## [How to complete this task]
Reproduce every line in the material below that holds "dropped".

## [Supplied records]
----

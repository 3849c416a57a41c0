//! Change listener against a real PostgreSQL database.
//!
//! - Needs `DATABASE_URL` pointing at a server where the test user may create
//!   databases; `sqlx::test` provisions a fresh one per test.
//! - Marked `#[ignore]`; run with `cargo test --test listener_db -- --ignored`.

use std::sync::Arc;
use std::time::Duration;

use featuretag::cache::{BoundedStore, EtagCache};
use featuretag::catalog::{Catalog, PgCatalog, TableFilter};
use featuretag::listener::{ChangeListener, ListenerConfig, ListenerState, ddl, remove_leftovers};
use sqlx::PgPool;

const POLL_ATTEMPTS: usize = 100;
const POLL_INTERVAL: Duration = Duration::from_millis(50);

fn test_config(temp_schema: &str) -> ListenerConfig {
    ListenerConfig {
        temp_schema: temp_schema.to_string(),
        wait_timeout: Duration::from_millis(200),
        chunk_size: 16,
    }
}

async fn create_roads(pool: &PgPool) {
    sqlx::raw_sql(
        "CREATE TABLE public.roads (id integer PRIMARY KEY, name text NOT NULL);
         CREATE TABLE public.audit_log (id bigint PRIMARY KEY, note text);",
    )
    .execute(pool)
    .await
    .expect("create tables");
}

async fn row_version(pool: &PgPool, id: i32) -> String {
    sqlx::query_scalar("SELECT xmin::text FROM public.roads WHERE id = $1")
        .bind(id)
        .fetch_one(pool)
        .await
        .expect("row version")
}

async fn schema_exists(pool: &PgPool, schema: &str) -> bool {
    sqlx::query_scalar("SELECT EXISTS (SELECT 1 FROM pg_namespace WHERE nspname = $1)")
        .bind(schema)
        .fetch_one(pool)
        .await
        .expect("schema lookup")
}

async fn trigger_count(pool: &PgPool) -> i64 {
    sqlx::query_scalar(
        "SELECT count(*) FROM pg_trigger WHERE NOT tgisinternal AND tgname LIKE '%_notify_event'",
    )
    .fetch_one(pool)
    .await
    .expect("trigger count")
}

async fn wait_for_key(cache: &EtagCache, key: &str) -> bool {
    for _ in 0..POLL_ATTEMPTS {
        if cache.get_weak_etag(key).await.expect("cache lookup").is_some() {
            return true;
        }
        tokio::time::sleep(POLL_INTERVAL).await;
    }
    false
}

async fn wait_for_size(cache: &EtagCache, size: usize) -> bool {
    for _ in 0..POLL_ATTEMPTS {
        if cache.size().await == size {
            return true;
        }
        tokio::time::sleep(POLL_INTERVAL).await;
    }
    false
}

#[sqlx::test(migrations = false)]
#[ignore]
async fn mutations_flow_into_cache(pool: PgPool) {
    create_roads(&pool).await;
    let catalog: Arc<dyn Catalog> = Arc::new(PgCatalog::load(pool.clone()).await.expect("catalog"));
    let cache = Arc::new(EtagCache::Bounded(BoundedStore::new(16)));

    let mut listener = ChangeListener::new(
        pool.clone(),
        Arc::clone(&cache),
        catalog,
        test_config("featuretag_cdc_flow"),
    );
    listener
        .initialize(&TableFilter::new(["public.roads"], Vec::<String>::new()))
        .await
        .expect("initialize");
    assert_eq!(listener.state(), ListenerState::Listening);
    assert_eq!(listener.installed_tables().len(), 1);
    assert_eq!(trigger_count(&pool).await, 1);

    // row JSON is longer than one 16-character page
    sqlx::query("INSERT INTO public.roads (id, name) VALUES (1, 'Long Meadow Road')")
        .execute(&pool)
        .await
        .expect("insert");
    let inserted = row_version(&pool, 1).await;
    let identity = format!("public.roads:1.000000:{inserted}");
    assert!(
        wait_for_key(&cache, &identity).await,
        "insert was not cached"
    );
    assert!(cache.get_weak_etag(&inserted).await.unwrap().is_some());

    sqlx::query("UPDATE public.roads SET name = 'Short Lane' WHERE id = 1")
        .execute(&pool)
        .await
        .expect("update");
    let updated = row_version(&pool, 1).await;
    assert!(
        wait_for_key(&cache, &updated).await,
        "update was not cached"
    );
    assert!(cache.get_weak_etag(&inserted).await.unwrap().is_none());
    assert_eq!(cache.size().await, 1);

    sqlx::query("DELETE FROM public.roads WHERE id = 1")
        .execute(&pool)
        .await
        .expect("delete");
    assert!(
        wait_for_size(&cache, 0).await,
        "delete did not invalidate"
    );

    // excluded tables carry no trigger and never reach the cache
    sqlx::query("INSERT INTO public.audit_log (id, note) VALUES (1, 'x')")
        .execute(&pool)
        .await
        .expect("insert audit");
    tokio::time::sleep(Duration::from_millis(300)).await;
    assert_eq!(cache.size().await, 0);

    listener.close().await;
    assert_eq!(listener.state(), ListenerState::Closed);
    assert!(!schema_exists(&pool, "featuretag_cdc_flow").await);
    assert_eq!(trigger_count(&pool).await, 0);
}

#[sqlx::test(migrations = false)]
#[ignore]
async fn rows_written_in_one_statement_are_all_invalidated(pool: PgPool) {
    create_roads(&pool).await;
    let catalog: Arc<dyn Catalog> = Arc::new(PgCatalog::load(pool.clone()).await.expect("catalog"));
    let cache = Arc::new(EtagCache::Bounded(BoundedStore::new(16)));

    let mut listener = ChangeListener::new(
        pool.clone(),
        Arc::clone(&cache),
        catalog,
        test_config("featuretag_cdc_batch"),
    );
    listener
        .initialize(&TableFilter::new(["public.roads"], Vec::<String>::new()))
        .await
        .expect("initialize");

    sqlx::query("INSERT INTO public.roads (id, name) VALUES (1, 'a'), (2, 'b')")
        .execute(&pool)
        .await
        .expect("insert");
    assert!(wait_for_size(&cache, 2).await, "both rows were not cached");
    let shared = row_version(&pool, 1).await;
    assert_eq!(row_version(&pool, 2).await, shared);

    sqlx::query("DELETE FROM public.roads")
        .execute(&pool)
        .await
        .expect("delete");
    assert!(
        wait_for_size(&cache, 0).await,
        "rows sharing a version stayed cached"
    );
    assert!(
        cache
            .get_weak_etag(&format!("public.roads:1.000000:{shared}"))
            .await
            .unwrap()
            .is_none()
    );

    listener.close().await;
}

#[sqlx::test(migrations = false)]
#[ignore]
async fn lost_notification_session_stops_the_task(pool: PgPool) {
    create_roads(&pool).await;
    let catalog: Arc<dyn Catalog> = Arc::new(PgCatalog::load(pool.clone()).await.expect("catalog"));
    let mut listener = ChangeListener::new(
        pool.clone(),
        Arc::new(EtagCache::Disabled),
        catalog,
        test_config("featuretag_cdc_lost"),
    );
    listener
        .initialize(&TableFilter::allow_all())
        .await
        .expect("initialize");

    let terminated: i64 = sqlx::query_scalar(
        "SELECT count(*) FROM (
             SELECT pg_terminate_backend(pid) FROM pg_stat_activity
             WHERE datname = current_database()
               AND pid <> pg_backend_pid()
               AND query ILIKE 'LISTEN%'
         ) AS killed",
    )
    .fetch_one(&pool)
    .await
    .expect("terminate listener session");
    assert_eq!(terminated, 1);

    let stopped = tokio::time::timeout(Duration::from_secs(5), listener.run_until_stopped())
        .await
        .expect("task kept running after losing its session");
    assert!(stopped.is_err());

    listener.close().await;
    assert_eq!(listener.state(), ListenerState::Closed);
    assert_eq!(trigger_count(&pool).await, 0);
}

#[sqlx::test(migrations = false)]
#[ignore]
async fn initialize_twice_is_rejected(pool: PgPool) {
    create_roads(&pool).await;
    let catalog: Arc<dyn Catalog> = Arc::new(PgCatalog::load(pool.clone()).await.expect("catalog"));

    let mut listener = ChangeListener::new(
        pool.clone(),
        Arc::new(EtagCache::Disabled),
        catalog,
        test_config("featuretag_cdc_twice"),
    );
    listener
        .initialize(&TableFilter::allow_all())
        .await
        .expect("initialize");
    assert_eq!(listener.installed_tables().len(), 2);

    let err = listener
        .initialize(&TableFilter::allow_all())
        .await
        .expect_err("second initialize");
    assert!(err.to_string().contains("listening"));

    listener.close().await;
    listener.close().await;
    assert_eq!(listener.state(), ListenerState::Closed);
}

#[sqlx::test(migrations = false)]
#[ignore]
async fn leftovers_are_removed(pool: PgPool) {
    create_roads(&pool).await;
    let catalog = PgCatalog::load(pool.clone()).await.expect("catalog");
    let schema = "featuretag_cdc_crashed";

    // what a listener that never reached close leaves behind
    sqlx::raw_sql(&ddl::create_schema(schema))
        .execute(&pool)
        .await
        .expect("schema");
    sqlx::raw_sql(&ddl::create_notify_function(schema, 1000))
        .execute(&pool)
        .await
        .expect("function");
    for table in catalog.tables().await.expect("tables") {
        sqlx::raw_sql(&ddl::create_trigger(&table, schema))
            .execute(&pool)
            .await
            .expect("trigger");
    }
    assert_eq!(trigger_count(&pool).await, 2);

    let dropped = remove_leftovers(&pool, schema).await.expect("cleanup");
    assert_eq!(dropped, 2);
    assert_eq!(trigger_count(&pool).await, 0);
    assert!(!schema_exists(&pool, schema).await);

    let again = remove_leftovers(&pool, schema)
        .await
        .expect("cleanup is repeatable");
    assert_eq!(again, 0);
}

----

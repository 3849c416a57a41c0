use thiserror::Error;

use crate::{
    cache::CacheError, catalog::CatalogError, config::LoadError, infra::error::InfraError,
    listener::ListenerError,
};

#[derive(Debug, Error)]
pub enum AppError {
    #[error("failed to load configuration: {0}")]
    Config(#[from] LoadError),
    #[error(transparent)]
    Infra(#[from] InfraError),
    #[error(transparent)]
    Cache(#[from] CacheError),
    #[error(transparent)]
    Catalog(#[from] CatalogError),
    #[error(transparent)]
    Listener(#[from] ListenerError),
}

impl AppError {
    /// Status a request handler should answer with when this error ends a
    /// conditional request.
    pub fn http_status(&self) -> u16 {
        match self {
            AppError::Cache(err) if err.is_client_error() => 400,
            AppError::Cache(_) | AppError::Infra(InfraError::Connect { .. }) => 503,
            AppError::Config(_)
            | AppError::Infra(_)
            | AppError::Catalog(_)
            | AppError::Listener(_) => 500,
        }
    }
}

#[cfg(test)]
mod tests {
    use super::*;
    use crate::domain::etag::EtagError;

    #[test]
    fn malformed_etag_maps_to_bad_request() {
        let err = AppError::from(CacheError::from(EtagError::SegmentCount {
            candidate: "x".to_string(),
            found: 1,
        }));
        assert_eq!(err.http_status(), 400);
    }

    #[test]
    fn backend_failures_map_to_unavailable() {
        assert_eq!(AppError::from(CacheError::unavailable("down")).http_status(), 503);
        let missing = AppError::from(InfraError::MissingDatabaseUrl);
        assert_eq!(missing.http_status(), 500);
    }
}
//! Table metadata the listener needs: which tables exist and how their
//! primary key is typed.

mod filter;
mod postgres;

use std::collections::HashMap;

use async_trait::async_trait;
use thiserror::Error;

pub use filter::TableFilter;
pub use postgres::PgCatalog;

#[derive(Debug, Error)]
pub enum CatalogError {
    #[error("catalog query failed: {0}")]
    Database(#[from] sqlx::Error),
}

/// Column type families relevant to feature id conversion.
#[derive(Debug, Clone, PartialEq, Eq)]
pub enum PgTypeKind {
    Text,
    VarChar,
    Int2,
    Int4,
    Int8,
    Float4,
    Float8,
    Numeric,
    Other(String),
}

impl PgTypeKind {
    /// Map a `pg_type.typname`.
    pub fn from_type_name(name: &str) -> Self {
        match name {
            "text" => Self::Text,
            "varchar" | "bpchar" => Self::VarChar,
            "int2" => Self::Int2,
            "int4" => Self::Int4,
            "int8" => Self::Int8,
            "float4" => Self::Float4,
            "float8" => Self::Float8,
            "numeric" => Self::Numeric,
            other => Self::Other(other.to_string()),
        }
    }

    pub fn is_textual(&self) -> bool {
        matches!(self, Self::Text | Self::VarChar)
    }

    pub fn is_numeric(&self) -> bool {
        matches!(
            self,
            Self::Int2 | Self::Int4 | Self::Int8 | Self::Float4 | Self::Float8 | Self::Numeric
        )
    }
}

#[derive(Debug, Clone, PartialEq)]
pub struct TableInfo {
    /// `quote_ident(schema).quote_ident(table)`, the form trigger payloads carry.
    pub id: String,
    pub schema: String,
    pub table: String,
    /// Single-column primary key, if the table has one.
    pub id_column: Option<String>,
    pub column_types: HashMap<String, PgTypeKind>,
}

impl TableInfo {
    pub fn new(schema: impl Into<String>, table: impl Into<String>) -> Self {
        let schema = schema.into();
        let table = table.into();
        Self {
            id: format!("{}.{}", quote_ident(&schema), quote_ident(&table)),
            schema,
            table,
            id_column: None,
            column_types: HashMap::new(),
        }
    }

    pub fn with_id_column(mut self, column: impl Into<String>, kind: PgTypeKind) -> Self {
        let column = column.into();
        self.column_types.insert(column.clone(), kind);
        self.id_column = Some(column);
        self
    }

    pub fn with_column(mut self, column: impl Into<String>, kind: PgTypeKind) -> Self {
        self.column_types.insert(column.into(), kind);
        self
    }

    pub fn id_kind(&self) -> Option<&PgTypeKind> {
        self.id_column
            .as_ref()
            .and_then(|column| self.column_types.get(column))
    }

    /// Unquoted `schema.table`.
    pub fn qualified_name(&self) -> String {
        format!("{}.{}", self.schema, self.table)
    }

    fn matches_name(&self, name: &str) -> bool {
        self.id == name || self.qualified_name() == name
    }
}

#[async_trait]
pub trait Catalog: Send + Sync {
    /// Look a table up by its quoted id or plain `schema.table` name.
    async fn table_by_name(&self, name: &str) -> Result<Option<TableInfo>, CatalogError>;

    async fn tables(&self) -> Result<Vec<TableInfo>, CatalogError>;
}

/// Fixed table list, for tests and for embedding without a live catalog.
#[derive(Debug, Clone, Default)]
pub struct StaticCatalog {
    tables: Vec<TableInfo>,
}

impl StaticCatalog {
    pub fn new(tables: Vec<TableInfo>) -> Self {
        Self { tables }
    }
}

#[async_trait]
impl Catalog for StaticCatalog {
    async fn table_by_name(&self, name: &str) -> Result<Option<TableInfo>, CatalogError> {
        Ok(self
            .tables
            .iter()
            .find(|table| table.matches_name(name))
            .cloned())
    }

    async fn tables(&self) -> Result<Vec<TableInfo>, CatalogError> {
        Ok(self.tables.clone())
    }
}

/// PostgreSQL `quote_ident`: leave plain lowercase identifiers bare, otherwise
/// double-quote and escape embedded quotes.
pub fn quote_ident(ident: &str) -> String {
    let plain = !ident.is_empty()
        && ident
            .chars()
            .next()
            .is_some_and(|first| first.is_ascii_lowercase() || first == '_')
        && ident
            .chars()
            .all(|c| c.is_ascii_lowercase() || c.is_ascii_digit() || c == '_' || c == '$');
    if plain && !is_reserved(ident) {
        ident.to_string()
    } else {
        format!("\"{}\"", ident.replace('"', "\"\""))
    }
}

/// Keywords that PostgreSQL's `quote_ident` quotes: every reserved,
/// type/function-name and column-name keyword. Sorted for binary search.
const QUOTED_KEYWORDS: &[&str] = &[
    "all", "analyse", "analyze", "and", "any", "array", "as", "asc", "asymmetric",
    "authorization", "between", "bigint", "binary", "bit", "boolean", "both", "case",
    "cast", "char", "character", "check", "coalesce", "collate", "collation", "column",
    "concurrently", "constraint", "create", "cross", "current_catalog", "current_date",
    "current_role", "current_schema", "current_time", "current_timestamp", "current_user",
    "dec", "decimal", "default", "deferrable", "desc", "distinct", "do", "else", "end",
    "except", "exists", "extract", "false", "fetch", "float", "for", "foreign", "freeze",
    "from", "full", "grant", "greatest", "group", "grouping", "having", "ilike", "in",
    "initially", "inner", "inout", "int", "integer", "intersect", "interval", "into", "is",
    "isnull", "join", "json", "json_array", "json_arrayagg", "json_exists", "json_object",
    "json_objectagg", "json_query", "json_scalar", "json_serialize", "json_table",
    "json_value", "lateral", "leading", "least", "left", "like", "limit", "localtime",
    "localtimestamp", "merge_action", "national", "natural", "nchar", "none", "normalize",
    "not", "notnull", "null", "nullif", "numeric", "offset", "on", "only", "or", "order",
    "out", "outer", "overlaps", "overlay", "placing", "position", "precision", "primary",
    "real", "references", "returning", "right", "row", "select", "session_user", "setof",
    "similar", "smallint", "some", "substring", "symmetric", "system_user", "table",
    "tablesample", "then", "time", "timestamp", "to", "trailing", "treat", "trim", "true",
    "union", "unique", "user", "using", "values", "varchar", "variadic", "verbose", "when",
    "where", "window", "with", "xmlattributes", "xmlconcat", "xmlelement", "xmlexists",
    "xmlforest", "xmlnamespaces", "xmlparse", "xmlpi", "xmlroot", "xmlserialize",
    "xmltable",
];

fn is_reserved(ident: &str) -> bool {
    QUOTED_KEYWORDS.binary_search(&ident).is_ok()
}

----

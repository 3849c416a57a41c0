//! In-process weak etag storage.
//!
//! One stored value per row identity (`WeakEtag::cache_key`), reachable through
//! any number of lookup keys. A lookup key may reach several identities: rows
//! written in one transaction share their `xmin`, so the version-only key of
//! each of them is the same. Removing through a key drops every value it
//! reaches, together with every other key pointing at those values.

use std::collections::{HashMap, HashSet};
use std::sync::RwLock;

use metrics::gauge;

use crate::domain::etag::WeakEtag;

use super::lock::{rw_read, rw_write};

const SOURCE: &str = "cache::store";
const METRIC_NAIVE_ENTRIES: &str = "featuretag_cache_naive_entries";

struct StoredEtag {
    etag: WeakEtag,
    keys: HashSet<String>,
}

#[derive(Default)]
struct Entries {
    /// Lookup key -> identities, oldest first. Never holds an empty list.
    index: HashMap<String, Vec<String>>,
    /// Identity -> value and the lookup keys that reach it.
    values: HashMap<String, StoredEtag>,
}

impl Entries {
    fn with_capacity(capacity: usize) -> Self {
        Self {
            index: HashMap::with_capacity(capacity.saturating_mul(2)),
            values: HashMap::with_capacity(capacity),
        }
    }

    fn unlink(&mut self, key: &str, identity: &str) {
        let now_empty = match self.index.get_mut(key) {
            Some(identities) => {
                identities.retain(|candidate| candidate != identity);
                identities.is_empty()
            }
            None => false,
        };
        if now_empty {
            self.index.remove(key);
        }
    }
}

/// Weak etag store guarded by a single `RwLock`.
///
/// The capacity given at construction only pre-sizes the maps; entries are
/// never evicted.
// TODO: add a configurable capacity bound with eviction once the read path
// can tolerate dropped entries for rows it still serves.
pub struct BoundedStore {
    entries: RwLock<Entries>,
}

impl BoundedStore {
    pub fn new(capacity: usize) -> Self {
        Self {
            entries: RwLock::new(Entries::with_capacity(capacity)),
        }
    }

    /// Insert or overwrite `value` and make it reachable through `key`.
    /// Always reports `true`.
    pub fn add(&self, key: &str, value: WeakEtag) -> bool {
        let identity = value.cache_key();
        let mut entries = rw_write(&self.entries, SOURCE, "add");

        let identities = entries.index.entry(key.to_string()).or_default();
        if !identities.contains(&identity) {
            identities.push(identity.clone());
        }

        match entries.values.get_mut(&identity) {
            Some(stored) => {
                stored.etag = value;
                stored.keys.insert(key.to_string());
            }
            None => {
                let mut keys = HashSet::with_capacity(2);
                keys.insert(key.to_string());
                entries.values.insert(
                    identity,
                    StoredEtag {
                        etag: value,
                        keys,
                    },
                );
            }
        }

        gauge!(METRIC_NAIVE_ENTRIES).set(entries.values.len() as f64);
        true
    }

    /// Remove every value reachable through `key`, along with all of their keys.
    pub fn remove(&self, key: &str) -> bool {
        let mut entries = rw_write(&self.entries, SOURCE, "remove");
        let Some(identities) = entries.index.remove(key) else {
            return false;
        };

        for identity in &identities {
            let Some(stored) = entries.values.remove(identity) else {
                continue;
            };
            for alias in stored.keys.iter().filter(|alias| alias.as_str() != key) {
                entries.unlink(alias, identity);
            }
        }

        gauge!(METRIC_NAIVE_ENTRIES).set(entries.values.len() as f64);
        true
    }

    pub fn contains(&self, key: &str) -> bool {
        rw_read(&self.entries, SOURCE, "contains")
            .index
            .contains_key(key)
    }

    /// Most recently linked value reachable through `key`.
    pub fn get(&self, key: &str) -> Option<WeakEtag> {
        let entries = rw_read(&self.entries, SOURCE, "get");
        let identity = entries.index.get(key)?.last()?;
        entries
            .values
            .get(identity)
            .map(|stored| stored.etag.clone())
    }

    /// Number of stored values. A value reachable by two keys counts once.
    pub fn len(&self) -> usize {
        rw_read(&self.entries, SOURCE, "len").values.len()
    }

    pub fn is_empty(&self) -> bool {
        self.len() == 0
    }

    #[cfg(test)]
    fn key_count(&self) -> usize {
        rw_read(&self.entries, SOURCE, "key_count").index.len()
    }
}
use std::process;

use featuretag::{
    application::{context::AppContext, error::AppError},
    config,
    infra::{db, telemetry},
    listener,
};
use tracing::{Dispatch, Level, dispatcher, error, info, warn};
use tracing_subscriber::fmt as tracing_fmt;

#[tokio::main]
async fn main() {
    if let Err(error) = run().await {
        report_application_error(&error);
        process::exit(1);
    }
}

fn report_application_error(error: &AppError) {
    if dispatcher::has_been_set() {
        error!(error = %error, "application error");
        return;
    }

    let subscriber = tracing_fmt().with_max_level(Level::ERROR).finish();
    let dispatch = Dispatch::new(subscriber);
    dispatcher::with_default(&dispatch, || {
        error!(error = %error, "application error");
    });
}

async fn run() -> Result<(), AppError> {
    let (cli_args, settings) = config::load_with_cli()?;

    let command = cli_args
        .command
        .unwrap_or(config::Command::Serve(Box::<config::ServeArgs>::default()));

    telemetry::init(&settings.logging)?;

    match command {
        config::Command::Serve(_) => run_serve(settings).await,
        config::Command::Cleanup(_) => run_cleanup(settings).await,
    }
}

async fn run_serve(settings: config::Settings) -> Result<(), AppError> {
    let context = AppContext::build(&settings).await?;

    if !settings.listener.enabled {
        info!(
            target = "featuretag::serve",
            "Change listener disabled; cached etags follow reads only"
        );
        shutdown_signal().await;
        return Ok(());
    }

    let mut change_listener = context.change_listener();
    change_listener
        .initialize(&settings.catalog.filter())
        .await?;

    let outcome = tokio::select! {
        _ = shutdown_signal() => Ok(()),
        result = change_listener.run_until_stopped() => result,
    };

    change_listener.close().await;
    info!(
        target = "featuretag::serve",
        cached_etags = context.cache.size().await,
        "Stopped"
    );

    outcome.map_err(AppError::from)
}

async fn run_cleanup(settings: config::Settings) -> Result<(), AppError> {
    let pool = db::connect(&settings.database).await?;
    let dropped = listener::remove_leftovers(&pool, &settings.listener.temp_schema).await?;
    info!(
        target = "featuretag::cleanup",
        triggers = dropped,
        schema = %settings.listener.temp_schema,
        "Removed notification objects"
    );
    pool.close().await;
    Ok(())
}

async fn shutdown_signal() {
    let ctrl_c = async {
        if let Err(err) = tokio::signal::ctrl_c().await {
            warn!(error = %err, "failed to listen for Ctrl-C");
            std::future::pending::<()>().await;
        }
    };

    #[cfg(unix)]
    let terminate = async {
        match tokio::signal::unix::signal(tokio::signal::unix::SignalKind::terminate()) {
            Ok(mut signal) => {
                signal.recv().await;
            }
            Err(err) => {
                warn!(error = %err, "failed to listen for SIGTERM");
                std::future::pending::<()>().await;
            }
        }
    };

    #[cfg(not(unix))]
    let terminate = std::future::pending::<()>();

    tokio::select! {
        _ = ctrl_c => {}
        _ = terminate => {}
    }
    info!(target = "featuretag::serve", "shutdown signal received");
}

----

## [Solution to this exercise]
    let dropped = remove_leftovers(&pool, schema).await.expect("cleanup");
    assert_eq!(dropped, 2);
// can tolerate dropped entries for rows it still serves.
    let dropped = listener::remove_leftovers(&pool, &settings.listener.temp_schema).await?;
        triggers = dropped,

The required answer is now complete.